Biden Boosts Efforts to Get Vaccines to Hard-Hit Parts of U.S.
(Bloomberg) -- The Biden administration will steer nearly $10 billion toward bolstering Covid-19 vaccine access for vulnerable U.S. communities that have suffered the most from the pandemic -- including funding aimed at encouraging people to get inoculated.
The money, largely from the $1.9 trillion relief package passed earlier this month, will expand Biden’s efforts to help disadvantaged parts of the country, including Black and Latino communities where people are more likely to fall ill with coronavirus and die from it.
The administration detailed the measures in an announcement released Thursday morning.
The funding includes more than $6 billion for community health centers, to which President Joe Biden has directed vaccines in an effort to close a gap that has emerged in inoculations, with White people getting a disproportionate share of shots so far.
The Department of Health and Human Services will expand vaccinations, testing and treatments and increase capacity for the health centers beginning next month, the administration said.
The Biden administration is also expanding eligibility for people to get vaccines at those health centers, adding frontline essential workers and all adults with high-risk conditions, it said.
The plan also includes $3 billion in funding for states, territories and some large cities, which the administration didn’t identify, to start programs to expand vaccine access.

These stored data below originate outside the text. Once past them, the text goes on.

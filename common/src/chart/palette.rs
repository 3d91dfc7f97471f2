//! Colors and rendering options passed explicitly into every render call.

use crate::model::dashboard::DashboardPreferences;
use crate::model::widget_config::WidgetConfig;
use serde::{Deserialize, Serialize};

/// Default series palette.
pub const DEFAULT_COLORS: [&str; 8] = [
    "#3b82f6", "#10b981", "#f59e0b", "#ef4444", "#8b5cf6", "#ec4899", "#06b6d4", "#84cc16",
];

/// Gauge band colors, low to high.
pub const GAUGE_RED: &str = "#ef4444";
pub const GAUGE_AMBER: &str = "#f59e0b";
pub const GAUGE_GREEN: &str = "#22c55e";
/// Unfilled remainder of a gauge arc.
pub const GAUGE_TRACK: &str = "#e5e7eb";

/// An ordered, never-empty list of CSS colors.
#[derive(Debug, Clone, PartialEq, Eq, Serialize, Deserialize)]
#[serde(from = "Vec<String>", into = "Vec<String>")]
pub struct Palette {
    colors: Vec<String>,
}

impl Palette {
    /// Builds a palette, falling back to [`DEFAULT_COLORS`] when `colors`
    /// has no usable entries.
    pub fn new(colors: Vec<String>) -> Self {
        let colors: Vec<String> = colors
            .into_iter()
            .map(|c| c.trim().to_string())
            .filter(|c| !c.is_empty())
            .collect();
        if colors.is_empty() {
            Self::default()
        } else {
            Self { colors }
        }
    }

    pub fn len(&self) -> usize {
        self.colors.len()
    }

    pub fn is_empty(&self) -> bool {
        self.colors.is_empty()
    }

    pub fn colors(&self) -> &[String] {
        &self.colors
    }

    /// Color for item `index`, wrapping around the palette.
    pub fn color_at(&self, index: usize) -> &str {
        &self.colors[index % self.colors.len()]
    }

    /// The palette a widget renders with: its own `colors` when set and
    /// non-empty, otherwise `self`.
    pub fn for_config(&self, config: &WidgetConfig) -> Palette {
        match &config.colors {
            Some(colors) if colors.iter().any(|c| !c.trim().is_empty()) => {
                Palette::new(colors.clone())
            }
            _ => self.clone(),
        }
    }
}

impl Default for Palette {
    fn default() -> Self {
        Self {
            colors: DEFAULT_COLORS.iter().map(|c| c.to_string()).collect(),
        }
    }
}

impl From<Vec<String>> for Palette {
    fn from(colors: Vec<String>) -> Self {
        Palette::new(colors)
    }
}

impl From<Palette> for Vec<String> {
    fn from(palette: Palette) -> Self {
        palette.colors
    }
}

/// How tooltips are produced for a rendered widget.
#[derive(Debug, Clone, Copy, PartialEq, Eq, Default, Serialize, Deserialize)]
#[serde(rename_all = "camelCase")]
pub enum TooltipMode {
    /// The drawing backend shows the hovered row's label and value.
    #[default]
    Static,
    /// Tooltip content comes from the interactive (AI) tooltip hook.
    Interactive,
}

/// Theme-level inputs of a render call.
#[derive(Debug, Clone, Default, PartialEq, Serialize, Deserialize)]
#[serde(rename_all = "camelCase")]
pub struct RenderOptions {
    pub palette: Palette,
    pub tooltip: TooltipMode,
}

impl RenderOptions {
    /// Options derived from a dashboard's stored preferences.
    pub fn from_preferences(preferences: &DashboardPreferences) -> Self {
        let palette = preferences
            .color_preset
            .clone()
            .map(Palette::new)
            .unwrap_or_default();
        Self {
            palette,
            tooltip: TooltipMode::Static,
        }
    }
}

#[cfg(test)]
mod tests {
    use super::*;

    #[test]
    fn color_index_wraps_around() {
        let palette = Palette::new(
            ["a", "b", "c", "d", "e"].iter().map(|c| c.to_string()).collect(),
        );
        let picked: Vec<&str> = (0..7).map(|i| palette.color_at(i)).collect();
        assert_eq!(picked, vec!["a", "b", "c", "d", "e", "a", "b"]);
    }

    #[test]
    fn empty_palettes_fall_back_to_defaults() {
        assert_eq!(Palette::new(vec![" ".into()]), Palette::default());
        let config = WidgetConfig {
            colors: Some(Vec::new()),
            ..WidgetConfig::default()
        };
        assert_eq!(Palette::default().for_config(&config), Palette::default());
    }

    #[test]
    fn widget_colors_override_the_theme() {
        let config = WidgetConfig {
            colors: Some(vec!["#000".into()]),
            ..WidgetConfig::default()
        };
        let palette = Palette::default().for_config(&config);
        assert_eq!(palette.colors(), &["#000".to_string()]);
    }
}
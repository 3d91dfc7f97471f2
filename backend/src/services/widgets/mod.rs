//! # Widget Service Module
//!
//! Routes under `/api/widgets`. A widget is reachable by whoever can reach
//! its dashboard, and editable by whoever can edit it.
//!
//! ## Registered Routes
//!
//! * **`POST /`**: adds a widget, snapshotting up to 100 source rows into
//!   its config (`create`).
//! * **`GET /{id}`**, **`PATCH /{id}`**, **`DELETE /{id}`** (`get`, `update`,
//!   `delete`).
//! * **`GET /{id}/render`**: resolved, composed and dispatched chart
//!   description for one layer (`render`).
//! * **`GET /{id}/export.csv`**: the displayed rows as CSV (`export`).

mod create;
mod delete;
mod export;
mod get;
mod render;
mod update;

use crate::error::ApiError;
use actix_web::web::{delete, get, patch, post, scope};
use actix_web::Scope;
use common::chart::ChartSpec;
use common::model::widget::WidgetLayer;
use common::model::widget_config::{ChartType, WidgetConfig};

const API_PATH: &str = "/api/widgets";

pub fn configure_routes() -> Scope {
    scope(API_PATH)
        .route("", post().to(create::process))
        .route("/{id}", get().to(get::process))
        .route("/{id}", patch().to(update::process))
        .route("/{id}", delete().to(delete::process))
        .route("/{id}/render", get().to(render::process))
        .route("/{id}/export.csv", get().to(export::process))
}

/// Strict config checks for the widget and for each layer's effective
/// config. Unknown chart types pass; they render as a placeholder.
pub(crate) fn validate_widget(
    chart_type: &ChartType,
    config: &WidgetConfig,
    layers: Option<&[WidgetLayer]>,
) -> Result<(), ApiError> {
    ChartSpec::validate(chart_type, config)?;
    for layer in layers.unwrap_or_default() {
        let effective = match &layer.config {
            Some(overlay) => config.merged_with(overlay),
            None => config.clone(),
        };
        ChartSpec::validate(&layer.chart_type, &effective)?;
    }
    Ok(())
}
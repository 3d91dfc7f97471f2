pub mod chart;
pub mod dashboard;
pub mod widget;
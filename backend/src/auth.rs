//! Caller identity and access rules.
//!
//! Sign-in happens elsewhere; requests carry the already-authenticated user
//! id in `X-User-Id`. Items are visible to their owner and to members of the
//! organization they belong to. Changing an item takes ownership or an
//! owner/admin role in its organization.
//!
//! Items a caller cannot see are reported as missing rather than forbidden,
//! so ids of other users' items are not confirmed.

use crate::db::organizations;
use crate::error::ApiError;
use actix_web::dev::Payload;
use actix_web::{FromRequest, HttpRequest};
use futures_util::future::{ready, Ready};
use log::warn;
use rusqlite::Connection;

pub const USER_HEADER: &str = "X-User-Id";

/// The authenticated caller.
#[derive(Debug, Clone, PartialEq, Eq)]
pub struct AuthUser(pub String);

impl AuthUser {
    pub fn id(&self) -> &str {
        &self.0
    }
}

impl FromRequest for AuthUser {
    type Error = ApiError;
    type Future = Ready<Result<Self, Self::Error>>;

    fn from_request(req: &HttpRequest, _: &mut Payload) -> Self::Future {
        let user = req
            .headers()
            .get(USER_HEADER)
            .and_then(|value| value.to_str().ok())
            .map(str::trim)
            .filter(|value| !value.is_empty())
            .map(|value| AuthUser(value.to_string()));
        ready(user.ok_or(ApiError::Unauthorized))
    }
}

/// Ownership of something the access rules apply to.
#[derive(Debug, Clone, Copy)]
pub struct Owned<'a> {
    pub kind: &'static str,
    pub id: &'a str,
    pub user_id: &'a str,
    pub organization_id: Option<&'a str>,
}

pub fn can_view(conn: &Connection, user: &AuthUser, item: Owned<'_>) -> Result<bool, ApiError> {
    if item.user_id == user.id() {
        return Ok(true);
    }
    match item.organization_id {
        Some(org) => Ok(organizations::role_of(conn, org, user.id())?.is_some()),
        None => Ok(false),
    }
}

pub fn can_edit(conn: &Connection, user: &AuthUser, item: Owned<'_>) -> Result<bool, ApiError> {
    if item.user_id == user.id() {
        return Ok(true);
    }
    match item.organization_id {
        Some(org) => Ok(organizations::role_of(conn, org, user.id())?
            .map(|role| role.can_manage())
            .unwrap_or(false)),
        None => Ok(false),
    }
}

/// Fails with `NotFound` when the caller cannot see the item.
pub fn ensure_view(conn: &Connection, user: &AuthUser, item: Owned<'_>) -> Result<(), ApiError> {
    if can_view(conn, user, item)? {
        Ok(())
    } else {
        Err(ApiError::NotFound(format!("{} {}", item.kind, item.id)))
    }
}

/// Fails with `NotFound` when the caller cannot see the item and with
/// `Forbidden` when they can see but not change it.
pub fn ensure_edit(conn: &Connection, user: &AuthUser, item: Owned<'_>) -> Result<(), ApiError> {
    ensure_view(conn, user, item)?;
    if can_edit(conn, user, item)? {
        return Ok(());
    }
    warn!(
        "user {} may not modify {} {}",
        user.id(),
        item.kind,
        item.id
    );
    Err(ApiError::Forbidden(format!(
        "not allowed to modify {} {}",
        item.kind, item.id
    )))
}

/// The caller must be able to place items into `organization_id`.
pub fn ensure_member(
    conn: &Connection,
    user: &AuthUser,
    organization_id: Option<&str>,
) -> Result<(), ApiError> {
    let Some(org) = organization_id else {
        return Ok(());
    };
    match organizations::role_of(conn, org, user.id())? {
        Some(role) if role != common::model::organization::MemberRole::Viewer => Ok(()),
        Some(_) => Err(ApiError::Forbidden(format!(
            "viewers cannot add items to organization {}",
            org
        ))),
        None => Err(ApiError::NotFound(format!("organization {}", org))),
    }
}

#[cfg(test)]
mod tests {
    use super::*;
    use crate::db::testing::temp_database;
    use actix_web::test::TestRequest;
    use common::model::organization::{MemberRole, Organization, OrganizationMember};

    fn user(id: &str) -> AuthUser {
        AuthUser(id.to_string())
    }

    #[actix_web::test]
    async fn extractor_requires_a_non_empty_header() {
        let req = TestRequest::default()
            .insert_header((USER_HEADER, "alice"))
            .to_http_request();
        let extracted = AuthUser::extract(&req).await.unwrap();
        assert_eq!(extracted.id(), "alice");

        let req = TestRequest::default()
            .insert_header((USER_HEADER, "  "))
            .to_http_request();
        assert!(matches!(
            AuthUser::extract(&req).await,
            Err(ApiError::Unauthorized)
        ));
    }

    #[test]
    fn roles_decide_what_members_may_change() {
        let db = temp_database();
        let mut conn = db.database.connect().unwrap();
        organizations::insert(
            &mut conn,
            &Organization {
                id: "org".into(),
                name: "Acme".into(),
                owner_id: "owner".into(),
                created_at: crate::db::now(),
            },
        )
        .unwrap();
        for (user_id, role) in [("admin", MemberRole::Admin), ("viewer", MemberRole::Viewer)] {
            organizations::upsert_member(
                &conn,
                &OrganizationMember {
                    organization_id: "org".into(),
                    user_id: user_id.into(),
                    role,
                },
            )
            .unwrap();
        }

        let item = Owned {
            kind: "dashboard",
            id: "d1",
            user_id: "someone",
            organization_id: Some("org"),
        };
        assert!(ensure_edit(&conn, &user("admin"), item).is_ok());
        assert!(matches!(
            ensure_edit(&conn, &user("viewer"), item),
            Err(ApiError::Forbidden(_))
        ));
        assert!(matches!(
            ensure_view(&conn, &user("stranger"), item),
            Err(ApiError::NotFound(_))
        ));
        assert!(ensure_member(&conn, &user("viewer"), Some("org")).is_err());
        assert!(ensure_member(&conn, &user("admin"), Some("org")).is_ok());
    }
}
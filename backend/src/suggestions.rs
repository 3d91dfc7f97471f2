//! Dataset analysis, widget insights and chart suggestions.
//!
//! Handlers talk to a [`SuggestionService`]; the shipped
//! [`HeuristicSuggestions`] derives everything from column profiles and
//! simple statistics so results are reproducible and need no network.

use common::chart::spec::BaseSpec;
use common::chart::value::{as_number, display};
use common::model::analysis::AiAnalysis;
use common::model::column::{ColumnProfile, ColumnType};
use common::model::datasource::DataSource;
use common::model::widget::Widget;
use common::model::widget_config::ChartType;
use common::model::Row;

const MAX_INSIGHTS: usize = 5;

/// An analysis before it gets an id and a timestamp.
#[derive(Debug, Clone, PartialEq)]
pub struct AnalysisDraft {
    pub summary: String,
    pub insights: Vec<String>,
    pub suggested_chart_types: Vec<ChartType>,
    pub data_quality_notes: Vec<String>,
}

impl AnalysisDraft {
    pub fn into_analysis(self, id: String, data_source_id: String, created_at: String) -> AiAnalysis {
        AiAnalysis {
            id,
            data_source_id,
            summary: self.summary,
            insights: self.insights,
            suggested_chart_types: self.suggested_chart_types,
            data_quality_notes: self.data_quality_notes,
            created_at,
        }
    }
}

pub trait SuggestionService: Send + Sync {
    /// Describes a data source from its metadata and rows.
    fn analyze(&self, source: &DataSource, rows: &[Row]) -> AnalysisDraft;

    /// One-paragraph reading of a widget's rows; `None` when there is
    /// nothing worth saying.
    fn widget_insight(&self, widget: &Widget, rows: &[Row]) -> Option<String>;

    /// Chart types that suit the profiled columns, best first.
    fn suggest_chart_types(&self, profile: &[ColumnProfile]) -> Vec<ChartType>;
}

#[derive(Debug, Clone, Copy, Default)]
pub struct HeuristicSuggestions;

impl SuggestionService for HeuristicSuggestions {
    fn analyze(&self, source: &DataSource, rows: &[Row]) -> AnalysisDraft {
        let metadata = &source.metadata;
        let numeric: Vec<&ColumnProfile> = metadata
            .profile
            .iter()
            .filter(|p| p.column_type.is_numeric())
            .collect();

        let summary = format!(
            "{} has {} rows across {} columns, {} of them numeric.",
            source.name,
            metadata.row_count,
            metadata.column_count,
            numeric.len()
        );

        let insights = numeric
            .iter()
            .filter_map(|p| match (p.min, p.max, p.mean) {
                (Some(min), Some(max), Some(mean)) => Some(format!(
                    "{} ranges from {} to {} with an average of {}.",
                    p.name,
                    format_number(min),
                    format_number(max),
                    format_number(mean)
                )),
                _ => None,
            })
            .take(MAX_INSIGHTS)
            .collect();

        let mut data_quality_notes = Vec::new();
        if rows.is_empty() && metadata.row_count == 0 {
            data_quality_notes.push("The source holds no rows.".to_string());
        }
        for p in &metadata.profile {
            let missing = metadata.row_count.saturating_sub(p.non_empty);
            if missing > 0 {
                data_quality_notes.push(format!(
                    "{} is empty in {} of {} rows.",
                    p.name, missing, metadata.row_count
                ));
            }
        }

        AnalysisDraft {
            summary,
            insights,
            suggested_chart_types: self.suggest_chart_types(&metadata.profile),
            data_quality_notes,
        }
    }

    fn widget_insight(&self, widget: &Widget, rows: &[Row]) -> Option<String> {
        let keys = BaseSpec::from_config(&widget.config).axis_keys(rows);
        let points: Vec<(String, f64)> = rows
            .iter()
            .filter_map(|row| {
                let value = row.get(&keys.y).and_then(as_number)?;
                let label = row.get(&keys.x).map(display).unwrap_or_default();
                Some((label, value))
            })
            .collect();
        if points.is_empty() {
            return None;
        }

        let (high_label, high) = points
            .iter()
            .max_by(|a, b| a.1.total_cmp(&b.1))
            .cloned()?;
        let (low_label, low) = points
            .iter()
            .min_by(|a, b| a.1.total_cmp(&b.1))
            .cloned()?;
        let mean = points.iter().map(|(_, v)| v).sum::<f64>() / points.len() as f64;

        let mut text = format!(
            "{} peaks at {} ({}) and is lowest at {} ({}), averaging {}.",
            keys.y,
            format_number(high),
            high_label,
            format_number(low),
            low_label,
            format_number(mean)
        );
        if let (Some((_, first)), Some((_, last))) = (points.first(), points.last()) {
            if points.len() > 1 && *first != 0.0 {
                let change = (last - first) / first.abs() * 100.0;
                let direction = if change >= 0.0 { "up" } else { "down" };
                text.push_str(&format!(
                    " From first to last it is {} {}%.",
                    direction,
                    format_number(change.abs())
                ));
            }
        }
        Some(text)
    }

    fn suggest_chart_types(&self, profile: &[ColumnProfile]) -> Vec<ChartType> {
        let numeric = profile.iter().filter(|p| p.column_type.is_numeric()).count();
        let has = |t: ColumnType| profile.iter().any(|p| p.column_type == t);

        let mut suggested = Vec::new();
        if numeric > 0 {
            if has(ColumnType::Date) {
                suggested.extend([ChartType::Line, ChartType::Area]);
            }
            if has(ColumnType::Text) {
                suggested.extend([ChartType::Bar, ChartType::Pie]);
            }
            if numeric >= 2 {
                suggested.push(ChartType::Scatter);
            }
            if profile.len() == 1 {
                suggested.extend([ChartType::Stat, ChartType::Gauge]);
            }
            if suggested.is_empty() {
                suggested.push(ChartType::Bar);
            }
        }
        suggested.push(ChartType::Table);

        let mut unique = Vec::with_capacity(suggested.len());
        for chart in suggested {
            if !unique.contains(&chart) {
                unique.push(chart);
            }
        }
        unique
    }
}

/// Whole numbers without decimals, others with two.
fn format_number(value: f64) -> String {
    if value.fract() == 0.0 && value.abs() < 1e15 {
        format!("{}", value as i64)
    } else {
        format!("{:.2}", value)
    }
}

#[cfg(test)]
mod tests {
    use super::*;
    use common::model::datasource::{
        DataSourceKind, DataSourceMetadata, DataSourceStatus, FileFormat,
    };
    use serde_json::json;

    fn profile(name: &str, column_type: ColumnType, non_empty: usize) -> ColumnProfile {
        ColumnProfile {
            name: name.into(),
            column_type,
            non_empty,
            sample: None,
            min: column_type.is_numeric().then_some(1.0),
            max: column_type.is_numeric().then_some(9.0),
            mean: column_type.is_numeric().then_some(4.5),
        }
    }

    #[test]
    fn suggestions_follow_column_types() {
        let service = HeuristicSuggestions;
        let dated = [
            profile("day", ColumnType::Date, 3),
            profile("sales", ColumnType::Number, 3),
        ];
        assert_eq!(
            service.suggest_chart_types(&dated),
            vec![ChartType::Line, ChartType::Area, ChartType::Table]
        );
        let text_only = [profile("name", ColumnType::Text, 3)];
        assert_eq!(service.suggest_chart_types(&text_only), vec![ChartType::Table]);
    }

    #[test]
    fn analysis_reports_ranges_and_gaps() {
        let source = DataSource {
            id: "ds".into(),
            user_id: "u".into(),
            organization_id: None,
            name: "Sales".into(),
            kind: DataSourceKind::File,
            format: FileFormat::Csv,
            raw_payload: None,
            metadata: DataSourceMetadata {
                row_count: 4,
                column_count: 2,
                columns: vec!["region".into(), "sales".into()],
                profile: vec![
                    profile("region", ColumnType::Text, 3),
                    profile("sales", ColumnType::Number, 4),
                ],
            },
            status: DataSourceStatus::Ready,
            error_message: None,
            created_at: String::new(),
            updated_at: String::new(),
        };
        let draft = HeuristicSuggestions.analyze(&source, &[]);
        assert_eq!(
            draft.summary,
            "Sales has 4 rows across 2 columns, 1 of them numeric."
        );
        assert_eq!(
            draft.insights,
            vec!["sales ranges from 1 to 9 with an average of 4.50."]
        );
        assert_eq!(draft.data_quality_notes, vec!["region is empty in 1 of 4 rows."]);
        assert_eq!(draft.suggested_chart_types[0], ChartType::Bar);
    }

    #[test]
    fn widget_insight_reads_extremes_and_trend() {
        let widget: Widget = serde_json::from_value(json!({
            "id": "w", "dashboardId": "d", "type": "bar", "title": "Sales",
            "config": {"xAxis": "month", "yAxis": "sales"}
        }))
        .unwrap();
        let rows: Vec<Row> = serde_json::from_value(json!([
            {"month": "Jan", "sales": 100},
            {"month": "Feb", "sales": 150}
        ]))
        .unwrap();
        assert_eq!(
            HeuristicSuggestions.widget_insight(&widget, &rows).as_deref(),
            Some(
                "sales peaks at 150 (Feb) and is lowest at 100 (Jan), averaging 125. \
                 From first to last it is up 50%."
            )
        );
        assert_eq!(HeuristicSuggestions.widget_insight(&widget, &[]), None);
    }
}
//! Column type inference and summary statistics.
//!
//! Columns are profiled independently, so the work is spread over the rayon
//! pool one column per task.

use chrono::{DateTime, NaiveDate};
use common::chart::value::{as_number, display, parse_number};
use common::model::column::{ColumnProfile, ColumnType};
use common::model::Row;
use rayon::prelude::*;
use regex::Regex;
use serde_json::Value;
use std::sync::LazyLock;

static EMAIL: LazyLock<Regex> =
    LazyLock::new(|| Regex::new(r"^[^@\s]+@[^@\s]+\.[^@\s]+$").expect("email pattern compiles"));

const CURRENCY_SYMBOLS: [char; 4] = ['$', '€', '£', '¥'];
const DATE_FORMATS: [&str; 4] = ["%Y-%m-%d", "%d/%m/%Y", "%m/%d/%Y", "%Y/%m/%d"];

pub fn profile_columns(columns: &[String], rows: &[Row]) -> Vec<ColumnProfile> {
    columns
        .par_iter()
        .map(|column| profile_column(column, rows))
        .collect()
}

fn profile_column(name: &str, rows: &[Row]) -> ColumnProfile {
    let cells: Vec<&Value> = rows
        .iter()
        .filter_map(|row| row.get(name))
        .filter(|value| !is_blank(value))
        .collect();

    let column_type = infer_type(&cells);
    let numbers: Vec<f64> = if column_type.is_numeric() {
        cells.iter().filter_map(|value| as_number(value)).collect()
    } else {
        Vec::new()
    };
    let mean = (!numbers.is_empty()).then(|| numbers.iter().sum::<f64>() / numbers.len() as f64);

    ColumnProfile {
        name: name.to_string(),
        column_type,
        non_empty: cells.len(),
        sample: cells.first().map(|value| display(value)),
        min: numbers.iter().copied().reduce(f64::min),
        max: numbers.iter().copied().reduce(f64::max),
        mean,
    }
}

/// The narrowest type every non-empty cell satisfies.
pub fn infer_type(cells: &[&Value]) -> ColumnType {
    if cells.is_empty() {
        return ColumnType::Text;
    }
    let texts: Vec<String> = cells.iter().map(|value| display(value)).collect();
    if cells.iter().all(|value| value.is_number()) {
        return ColumnType::Number;
    }
    if texts.iter().all(|t| EMAIL.is_match(t)) {
        return ColumnType::Email;
    }
    if texts.iter().all(|t| parse_number(t).is_some()) {
        if texts.iter().any(|t| t.contains(CURRENCY_SYMBOLS)) {
            return ColumnType::Currency;
        }
        return ColumnType::Number;
    }
    if texts.iter().all(|t| is_date(t)) {
        return ColumnType::Date;
    }
    ColumnType::Text
}

fn is_blank(value: &Value) -> bool {
    match value {
        Value::Null => true,
        Value::String(s) => s.trim().is_empty(),
        _ => false,
    }
}

fn is_date(text: &str) -> bool {
    DateTime::parse_from_rfc3339(text).is_ok()
        || DATE_FORMATS
            .iter()
            .any(|format| NaiveDate::parse_from_str(text, format).is_ok())
}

The administration will also launch a program to give shots at dialysis clinics. Over half of dialysis patients are Black or Latino, according to the statement. The announcement also includes financing for health workers to administer the vaccine, test people and run contact tracing.
Biden has taken a series of steps aimed at shrinking the equity gap of the pandemic, which has disproportionately sickened and killed people of color. Biden has appointed a health equity task force to draw up recommendations, and sent vaccine doses directly to pharmacies and community health centers in high-need communities.
It’s an uphill struggle, as data show that White people are continuing to disproportionately receive the vaccine. In all U.S. states that provide demographic data, Black and Latino people have so far received a lower share of doses than their share of the population, according to data compiled by the Bloomberg Vaccine Tracker.